## Work to complete
Find every line below that contains the word "tracing" and copy it out.

## Dataset excerpts
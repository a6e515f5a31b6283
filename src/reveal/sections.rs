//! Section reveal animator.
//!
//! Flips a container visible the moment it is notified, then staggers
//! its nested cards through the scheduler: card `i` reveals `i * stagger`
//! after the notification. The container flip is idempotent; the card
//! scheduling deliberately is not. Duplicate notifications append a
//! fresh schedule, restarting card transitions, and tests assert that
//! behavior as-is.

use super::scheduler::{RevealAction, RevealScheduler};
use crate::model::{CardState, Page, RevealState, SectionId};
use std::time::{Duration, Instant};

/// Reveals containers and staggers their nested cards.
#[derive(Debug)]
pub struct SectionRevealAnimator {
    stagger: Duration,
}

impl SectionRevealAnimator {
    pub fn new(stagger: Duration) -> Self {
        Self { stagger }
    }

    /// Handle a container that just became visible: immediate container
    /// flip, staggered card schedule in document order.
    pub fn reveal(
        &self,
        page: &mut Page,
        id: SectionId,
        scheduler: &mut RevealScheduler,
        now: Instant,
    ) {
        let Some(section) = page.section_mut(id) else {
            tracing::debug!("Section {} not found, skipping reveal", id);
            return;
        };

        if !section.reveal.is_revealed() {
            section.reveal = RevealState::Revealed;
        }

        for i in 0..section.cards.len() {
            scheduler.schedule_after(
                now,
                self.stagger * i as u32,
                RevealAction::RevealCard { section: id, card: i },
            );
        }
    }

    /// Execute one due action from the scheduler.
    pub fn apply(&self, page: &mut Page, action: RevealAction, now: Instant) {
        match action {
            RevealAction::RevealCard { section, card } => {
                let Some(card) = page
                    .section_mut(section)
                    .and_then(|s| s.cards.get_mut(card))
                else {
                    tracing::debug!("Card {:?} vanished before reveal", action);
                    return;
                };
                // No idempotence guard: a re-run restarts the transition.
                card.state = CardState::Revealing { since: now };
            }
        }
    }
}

* * *

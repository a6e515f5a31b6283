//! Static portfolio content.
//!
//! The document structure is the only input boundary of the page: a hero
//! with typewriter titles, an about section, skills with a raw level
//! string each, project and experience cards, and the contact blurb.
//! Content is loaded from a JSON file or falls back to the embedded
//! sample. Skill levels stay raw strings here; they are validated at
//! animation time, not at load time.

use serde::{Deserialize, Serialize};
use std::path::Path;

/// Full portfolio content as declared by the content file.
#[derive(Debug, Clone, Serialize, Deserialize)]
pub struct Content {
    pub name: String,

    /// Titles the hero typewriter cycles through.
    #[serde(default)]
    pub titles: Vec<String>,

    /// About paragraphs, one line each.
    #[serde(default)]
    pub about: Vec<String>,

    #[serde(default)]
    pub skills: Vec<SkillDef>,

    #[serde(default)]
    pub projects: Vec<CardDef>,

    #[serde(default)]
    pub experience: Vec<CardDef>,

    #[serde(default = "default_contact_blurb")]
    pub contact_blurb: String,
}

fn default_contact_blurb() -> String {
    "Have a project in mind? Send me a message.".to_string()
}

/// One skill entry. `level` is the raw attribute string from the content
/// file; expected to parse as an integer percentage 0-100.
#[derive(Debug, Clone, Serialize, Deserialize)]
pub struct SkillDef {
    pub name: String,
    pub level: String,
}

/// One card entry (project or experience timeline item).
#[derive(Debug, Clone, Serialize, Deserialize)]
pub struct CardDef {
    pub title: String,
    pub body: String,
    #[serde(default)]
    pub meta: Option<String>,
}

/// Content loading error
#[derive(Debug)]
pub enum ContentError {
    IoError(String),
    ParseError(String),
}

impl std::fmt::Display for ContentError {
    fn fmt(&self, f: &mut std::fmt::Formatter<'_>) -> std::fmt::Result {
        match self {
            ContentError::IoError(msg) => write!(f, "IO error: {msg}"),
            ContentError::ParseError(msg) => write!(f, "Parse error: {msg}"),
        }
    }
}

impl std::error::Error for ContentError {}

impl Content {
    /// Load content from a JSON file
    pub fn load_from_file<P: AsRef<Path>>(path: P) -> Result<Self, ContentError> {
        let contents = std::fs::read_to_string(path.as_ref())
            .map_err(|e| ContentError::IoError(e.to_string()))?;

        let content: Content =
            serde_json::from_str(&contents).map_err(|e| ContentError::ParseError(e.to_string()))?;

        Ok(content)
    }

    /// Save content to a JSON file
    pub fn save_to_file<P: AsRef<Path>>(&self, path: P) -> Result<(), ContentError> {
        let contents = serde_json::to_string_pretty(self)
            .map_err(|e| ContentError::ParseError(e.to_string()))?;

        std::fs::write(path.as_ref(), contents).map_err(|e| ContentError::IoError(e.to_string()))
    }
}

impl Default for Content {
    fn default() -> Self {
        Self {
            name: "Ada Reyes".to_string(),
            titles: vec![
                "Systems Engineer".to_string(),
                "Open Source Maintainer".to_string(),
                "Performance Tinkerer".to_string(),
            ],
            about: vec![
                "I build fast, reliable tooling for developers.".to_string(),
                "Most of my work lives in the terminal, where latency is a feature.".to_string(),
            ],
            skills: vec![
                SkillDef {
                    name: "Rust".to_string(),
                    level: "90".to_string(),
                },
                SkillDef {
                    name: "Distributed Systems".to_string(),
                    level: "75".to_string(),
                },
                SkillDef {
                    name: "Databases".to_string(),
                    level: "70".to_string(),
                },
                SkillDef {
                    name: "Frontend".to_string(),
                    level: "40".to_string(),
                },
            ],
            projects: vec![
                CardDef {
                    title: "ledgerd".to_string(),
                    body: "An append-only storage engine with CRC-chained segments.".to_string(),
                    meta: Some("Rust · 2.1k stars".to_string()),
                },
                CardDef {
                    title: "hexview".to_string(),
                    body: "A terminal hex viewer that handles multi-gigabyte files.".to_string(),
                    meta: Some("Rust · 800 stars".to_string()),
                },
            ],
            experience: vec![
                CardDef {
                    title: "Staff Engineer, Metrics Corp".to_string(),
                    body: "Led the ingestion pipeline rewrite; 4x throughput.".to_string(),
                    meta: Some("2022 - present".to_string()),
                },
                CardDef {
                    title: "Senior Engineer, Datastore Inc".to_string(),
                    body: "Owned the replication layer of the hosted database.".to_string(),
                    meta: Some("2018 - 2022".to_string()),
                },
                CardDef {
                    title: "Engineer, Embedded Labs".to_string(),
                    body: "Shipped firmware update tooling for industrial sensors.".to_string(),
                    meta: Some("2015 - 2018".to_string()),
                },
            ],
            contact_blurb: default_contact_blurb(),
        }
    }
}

## Written answer
            tracing::debug!("Section {} not found, skipping reveal", id);
                    tracing::debug!("Card {:?} vanished before reveal", action);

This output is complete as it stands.